Il primo ministro britannico Keir Starmer, esponente di un Paese che ha deciso qualche hanno fa con la Brexit di uscire dall’Ue, ha lanciato un appello a un maggiore coordinamento tra i Paesi europei in materia di difesa, sostenendo la necessità di costruire una “NATO più europea”. L’intervento è arrivato durante la Conferenza sulla sicurezza di Monaco, uno dei principali appuntamenti internazionali dedicati ai temi della sicurezza globale.
Secondo Starmer, l’Europa dovrebbe concentrarsi sulla riduzione di alcune dipendenze strategiche e sulla diversificazione delle proprie capacità, rafforzando al tempo stesso la cooperazione tra gli alleati. “Dobbiamo andare avanti insieme per creare una NATO più europea”, ha affermato.
Il premier ha definito il continente un “gigante addormentato”, sottolineando come le economie europee superino di oltre dieci volte quella russa e dispongano già di importanti capacità militari. “Se necessario, dobbiamo essere pronti a combattere e a fare tutto il necessario per proteggere le nostre popolazioni, i nostri valori e il nostro stile di vita”, ha aggiunto.
Il ruolo del Regno Unito in Europa.
Nel suo discorso, Starmer ha evidenziato anche il nuovo approccio del Regno Unito verso il continente, sottolineando che Londra non è più “la Gran Bretagna degli anni della Brexit”. “Non esiste sicurezza britannica senza l’Europa e non esiste sicurezza europea senza la Gran Bretagna”, ha dichiarato, richiamando le lezioni della storia e la realtà geopolitica attuale.
Il premier ha inoltre ribadito l’impegno britannico verso l’articolo 5 della NATO, che prevede la difesa collettiva tra gli alleati, assicurando che il Regno Unito risponderebbe in caso di necessità.
Rafforzamento militare e cooperazione industriale.
Starmer ha poi annunciato che il Regno Unito schiererà quest’anno il proprio gruppo navale d’attacco nel Nord Atlantico e nelle regioni artiche, definendo la scelta un segnale concreto dell’impegno britannico per la sicurezza euro-atlantica.

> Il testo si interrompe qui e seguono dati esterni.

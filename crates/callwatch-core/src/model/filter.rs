// ── Filter criteria ──

use std::collections::BTreeSet;

use chrono::{DateTime, Utc};
use serde::{Deserialize, Serialize};
use strum::IntoEnumIterator;

use super::call::Urgency;

/// Inclusive time window. Either bound may be open.
#[derive(Debug, Clone, Copy, Default, PartialEq, Eq, Serialize, Deserialize)]
pub struct TimeRange {
    pub start: Option<DateTime<Utc>>,
    pub end: Option<DateTime<Utc>>,
}

impl TimeRange {
    pub fn between(start: DateTime<Utc>, end: DateTime<Utc>) -> Self {
        Self {
            start: Some(start),
            end: Some(end),
        }
    }

    pub fn since(start: DateTime<Utc>) -> Self {
        Self {
            start: Some(start),
            end: None,
        }
    }

    pub fn until(end: DateTime<Utc>) -> Self {
        Self {
            start: None,
            end: Some(end),
        }
    }

    /// Neither bound set.
    pub fn is_unbounded(&self) -> bool {
        self.start.is_none() && self.end.is_none()
    }

    /// Both bounds set with `start > end`. Such a range matches nothing.
    pub fn is_inverted(&self) -> bool {
        matches!((self.start, self.end), (Some(s), Some(e)) if s > e)
    }
}

/// The consumer's current filter criteria. All criteria AND together.
#[derive(Debug, Clone, PartialEq, Eq, Serialize, Deserialize)]
pub struct FilterState {
    pub time_range: TimeRange,
    /// Allowed urgency levels. Empty means nothing passes.
    pub urgency_levels: BTreeSet<Urgency>,
    /// Whitespace-separated terms, any of which may match.
    pub search_query: String,
}

impl Default for FilterState {
    fn default() -> Self {
        Self {
            time_range: TimeRange::default(),
            urgency_levels: Urgency::iter().collect(),
            search_query: String::new(),
        }
    }
}

impl FilterState {
    /// Shallow-merge a patch: fields present in the patch replace ours.
    pub fn apply(&mut self, patch: FilterPatch) {
        if let Some(range) = patch.time_range {
            self.time_range = range;
        }
        if let Some(levels) = patch.urgency_levels {
            self.urgency_levels = levels;
        }
        if let Some(query) = patch.search_query {
            self.search_query = query;
        }
    }
}

/// Partial update to a [`FilterState`].
#[derive(Debug, Clone, Default, PartialEq, Eq)]
pub struct FilterPatch {
    pub time_range: Option<TimeRange>,
    pub urgency_levels: Option<BTreeSet<Urgency>>,
    pub search_query: Option<String>,
}

impl FilterPatch {
    pub fn new() -> Self {
        Self::default()
    }

    pub fn time_range(mut self, range: TimeRange) -> Self {
        self.time_range = Some(range);
        self
    }

    pub fn urgency_levels(mut self, levels: impl IntoIterator<Item = Urgency>) -> Self {
        self.urgency_levels = Some(levels.into_iter().collect());
        self
    }

    pub fn search_query(mut self, query: impl Into<String>) -> Self {
        self.search_query = Some(query.into());
        self
    }

    pub fn is_empty(&self) -> bool {
        self.time_range.is_none() && self.urgency_levels.is_none() && self.search_query.is_none()
    }
}
impl<S: FeedSource> Inner<S> {
    fn lock(&self) -> MutexGuard<'_, Lifecycle> {
        self.lifecycle.lock().unwrap_or_else(PoisonError::into_inner)
    }

    fn publish(&self, f: impl FnOnce(&mut SyncState)) {
        self.sync.send_if_modified(|state| {
            let before = state.clone();
            f(state);
            *state != before
        });
    }

    fn next_seq(&self) -> u64 {
        self.request_seq.fetch_add(1, Ordering::Relaxed) + 1
    }

    // ── Session lifecycle (lock held) ────────────────────────────────

    fn open_session(self: &Arc<Self>, life: &mut Lifecycle) {
        if Self::teardown(life) {
            life.notify(FeedEvent::ConnectionChanged(false));
        }
        life.generation += 1;
        let generation = life.generation;

        let cancel = CancellationToken::new();
        let task = tokio::spawn(Arc::clone(self).run_session(generation, cancel.clone()));
        life.session = Some(Session {
            generation,
            cancel,
            task,
            fallback: None,
            offline: false,
            connected: false,
        });

        self.publish(|s| {
            s.phase = ConnectionPhase::Connecting;
            s.connected = false;
            s.fallback_active = false;
        });
        info!(generation, url = %self.config.backend_url, "feed session started");
    }

    /// Cancel the session and its poller. Returns whether the stream was open.
    fn teardown(life: &mut Lifecycle) -> bool {
        let Some(session) = life.session.take() else {
            return false;
        };
        session.cancel.cancel();
        if let Some(fallback) = session.fallback {
            fallback.cancel();
        }
        session.task.abort();
        debug!(generation = session.generation, "feed session torn down");
        session.connected
    }

    fn begin_reconnect(self: &Arc<Self>, life: &mut Lifecycle) {
        if Self::teardown(life) {
            life.notify(FeedEvent::ConnectionChanged(false));
        }
        if let Some(pending) = life.reconnect.take() {
            pending.timer.cancel();
        }
        life.reconnect = Some(self.schedule(ReconnectKind::Manual, self.config.reconnect_delay));

        self.publish(|s| {
            s.phase = ConnectionPhase::Reconnecting;
            s.connected = false;
            s.fallback_active = false;
        });
    }

    fn schedule(self: &Arc<Self>, kind: ReconnectKind, delay: Duration) -> PendingReconnect {
        let cancel = CancellationToken::new();
        let token = cancel.clone();
        let inner = Arc::clone(self);
        let task = tokio::spawn(async move {
            tokio::select! {
                biased;
                () = token.cancelled() => {}
                () = tokio::time::sleep(delay) => inner.fire_reconnect(kind, &token),
            }
        });
        debug!(?kind, ?delay, "reconnect scheduled");
        PendingReconnect {
            kind,
            timer: Timer { cancel, task },
        }
    }

    fn fire_reconnect(self: &Arc<Self>, kind: ReconnectKind, token: &CancellationToken) {
        let mut life = self.lock();
        // Superseded while waiting for the lock.
        if token.is_cancelled() {
            return;
        }
        life.reconnect = None;

        match kind {
            ReconnectKind::Auto => {
                info!(attempt = life.auto_attempts, "reconnecting automatically");
                self.begin_reconnect(&mut life);
            }
            ReconnectKind::Manual => {
                if life.sink.is_some() {
                    self.open_session(&mut life);
                }
            }
        }
    }

    /// Schedule an automatic reconnect while the session sits offline with
    /// no poller; cancel it once that stops being true.
    fn reevaluate_auto_reconnect(self: &Arc<Self>, life: &mut Lifecycle) {
        let wanted = life
            .session
            .as_ref()
            .is_some_and(|s| s.offline && !s.connected && s.fallback.is_none());
        let pending = life.reconnect.as_ref().map(|p| p.kind);

        match (pending, wanted) {
            (None, true) => {
                let delay = self.config.auto_reconnect_after(life.auto_attempts);
                life.auto_attempts = life.auto_attempts.saturating_add(1);
                info!(?delay, "feed offline without polling, reconnect scheduled");
                life.reconnect = Some(self.schedule(ReconnectKind::Auto, delay));
            }
            (Some(ReconnectKind::Auto), false) => {
                if let Some(pending) = life.reconnect.take() {
                    pending.timer.cancel();
                }
                debug!("automatic reconnect no longer needed");
            }
            _ => {}
        }
    }

    fn start_fallback(self: &Arc<Self>, session: &mut Session) -> bool {
        let Some(period) = self.config.fallback_interval else {
            return false;
        };
        if session.fallback.is_none() {
            let cancel = session.cancel.child_token();
            let task = tokio::spawn(Arc::clone(self).run_fallback(
                session.generation,
                period,
                cancel.clone(),
            ));
            session.fallback = Some(Timer { cancel, task });
        }
        true
    }

    // ── Session events (take the lock themselves) ────────────────────

    fn stream_opened(self: &Arc<Self>, generation: u64) {
        let mut life = self.lock();
        let Some(session) = life.session_mut(generation) else {
            return;
        };
        session.connected = true;
        session.offline = false;
        if let Some(fallback) = session.fallback.take() {
            fallback.cancel();
            info!("stream restored, fallback polling stopped");
        }
        life.auto_attempts = 0;
        life.notify(FeedEvent::ConnectionChanged(true));

        self.publish(|s| {
            s.phase = ConnectionPhase::Live;
            s.connected = true;
            s.fallback_active = false;
        });
        info!(generation, "event stream connected");
        self.reevaluate_auto_reconnect(&mut life);
    }

    /// The stream is gone. With `poll`, fall back to periodic fetches.
    fn go_offline(self: &Arc<Self>, generation: u64, poll: bool) {
        let mut life = self.lock();
        let Some(session) = life.session_mut(generation) else {
            return;
        };
        let was_connected = std::mem::replace(&mut session.connected, false);
        session.offline = true;
        let polling = poll && self.start_fallback(session);
        if was_connected {
            life.notify(FeedEvent::ConnectionChanged(false));
        }

        self.publish(|s| {
            s.connected = false;
            s.fallback_active = polling;
            s.phase = if polling {
                ConnectionPhase::Degraded
            } else {
                ConnectionPhase::Disconnected
            };
        });
        if polling {
            warn!(generation, "stream unavailable, fallback polling active");
        }
        self.reevaluate_auto_reconnect(&mut life);
    }

    /// Hand a snapshot to the observer. Returns `false` once the session
    /// is no longer current.
    fn deliver(&self, generation: u64, seq: u64, records: Vec<BackendRecord>) -> bool {
        let calls = transform_all(records);
        for call in &calls {
            if let Err(e) = validate_call(call) {
                warn!(error = %e, "suspicious call record");
            }
        }

        let mut life = self.lock();
        if life.active_sink(generation).is_none() {
            debug!(generation, seq, "dropping snapshot from a finished session");
            return false;
        }
        if seq < life.delivered_seq {
            debug!(seq, latest = life.delivered_seq, "dropping out-of-order snapshot");
            return true;
        }
        life.delivered_seq = seq;

        let count = calls.len();
        life.notify(FeedEvent::Updated { calls, seq });
        self.publish(|s| {
            s.last_update = Some(Utc::now());
            s.error = None;
        });
        debug!(seq, count, "snapshot delivered");
        true
    }

    fn emit_error(&self, generation: u64, err: &CoreError) {
        let message = err.to_string();
        let life = self.lock();
        if life.active_sink(generation).is_none() {
            return;
        }
        warn!(generation, error = %message, "feed error");
        life.notify(FeedEvent::Error(message.clone()));
        self.publish(|s| s.error = Some(message));
    }

    fn deliver_fetch(
        &self,
        generation: u64,
        seq: u64,
        result: Result<Vec<BackendRecord>, callwatch_api::Error>,
    ) {
        match result {
            Ok(records) => {
                self.deliver(generation, seq, records);
            }
            Err(e) => self.emit_error(generation, &CoreError::from(e)),
        }
    }

    // ── Tasks ────────────────────────────────────────────────────────

    async fn run_session(self: Arc<Self>, generation: u64, cancel: CancellationToken) {
        let seq = self.next_seq();
        let initial = tokio::select! {
            biased;
            () = cancel.cancelled() => return,
            result = self.source.list_calls() => result,
        };
        self.deliver_fetch(generation, seq, initial);

        if !self.config.stream_enabled {
            self.go_offline(generation, true);
            return;
        }

        let opened = tokio::select! {
            biased;
            () = cancel.cancelled() => return,
            result = self.source.open_stream() => result,
        };
        let mut stream = match opened {
            Ok(stream) => stream,
            Err(e) => {
                self.emit_error(generation, &CoreError::from(e));
                self.go_offline(generation, true);
                return;
            }
        };
        self.stream_opened(generation);

        loop {
            let frame = tokio::select! {
                biased;
                () = cancel.cancelled() => return,
                frame = stream.next() => frame,
            };
            match frame {
                Some(Ok(FeedFrame::Message(message))) => {
                    if !self.handle_message(generation, message, &cancel).await {
                        return;
                    }
                }
                Some(Ok(FeedFrame::Malformed { error, raw })) => {
                    self.emit_error(generation, &CoreError::Parse { message: error, raw });
                }
                Some(Err(e)) => {
                    self.emit_error(generation, &CoreError::from(e));
                    self.go_offline(generation, true);
                    return;
                }
                None => {
                    info!(generation, "event stream closed by the backend");
                    self.go_offline(generation, false);
                    return;
                }
            }
        }
    }

    /// Returns `false` when the session was cancelled mid-message.
    async fn handle_message(
        &self,
        generation: u64,
        message: StreamMessage,
        cancel: &CancellationToken,
    ) -> bool {
        match message {
            StreamMessage::Initial { callers, .. } => {
                debug!(count = callers.len(), "initial snapshot from stream");
                let seq = self.next_seq();
                self.deliver(generation, seq, callers);
            }
            StreamMessage::NewCallers { count, last_id, .. } => {
                debug!(?count, ?last_id, "new callers announced, refetching");
                let seq = self.next_seq();
                let result = tokio::select! {
                    biased;
                    () = cancel.cancelled() => return false,
                    result = self.source.list_calls() => result,
                };
                self.deliver_fetch(generation, seq, result);
            }
            StreamMessage::Heartbeat { last_id, .. } => {
                trace!(?last_id, "heartbeat");
            }
            StreamMessage::Error { message, .. } => {
                let message = message
                    .filter(|m| !m.trim().is_empty())
                    .unwrap_or_else(|| GENERIC_STREAM_ERROR.to_owned());
                self.emit_error(generation, &CoreError::Stream { message });
            }
        }
        true
    }

    async fn run_fallback(
        self: Arc<Self>,
        generation: u64,
        period: Duration,
        cancel: CancellationToken,
    ) {
        let mut ticker = tokio::time::interval_at(Instant::now() + period, period);
        ticker.set_missed_tick_behavior(MissedTickBehavior::Delay);
        let mut failures: u32 = 0;
        debug!(generation, ?period, "fallback poller running");

        loop {
            tokio::select! {
                biased;
                () = cancel.cancelled() => break,
                _ = ticker.tick() => {}
            }

            let seq = self.next_seq();
            let result = tokio::select! {
                biased;
                () = cancel.cancelled() => break,
                result = self.source.list_calls() => result,
            };
            match result {
                Ok(records) => {
                    failures = 0;
                    if !self.deliver(generation, seq, records) {
                        break;
                    }
                }
                Err(e) => {
                    failures = failures.saturating_add(1);
                    let err = CoreError::FallbackPoll {
                        attempt: failures,
                        message: e.to_string(),
                    };
                    self.emit_error(generation, &err);
                }
            }
        }
        debug!(generation, "fallback poller stopped");
    }
}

Tra le priorità indicate dal premier anche l’integrazione tra innovazione tecnologica e difesa, con l’obiettivo di creare una base industriale comune europea capace di rafforzare la produzione militare. “Vogliamo unire la nostra leadership nelle tecnologie della difesa e nell’intelligenza artificiale con l’Europa, per moltiplicare le nostre capacità”, ha concluso.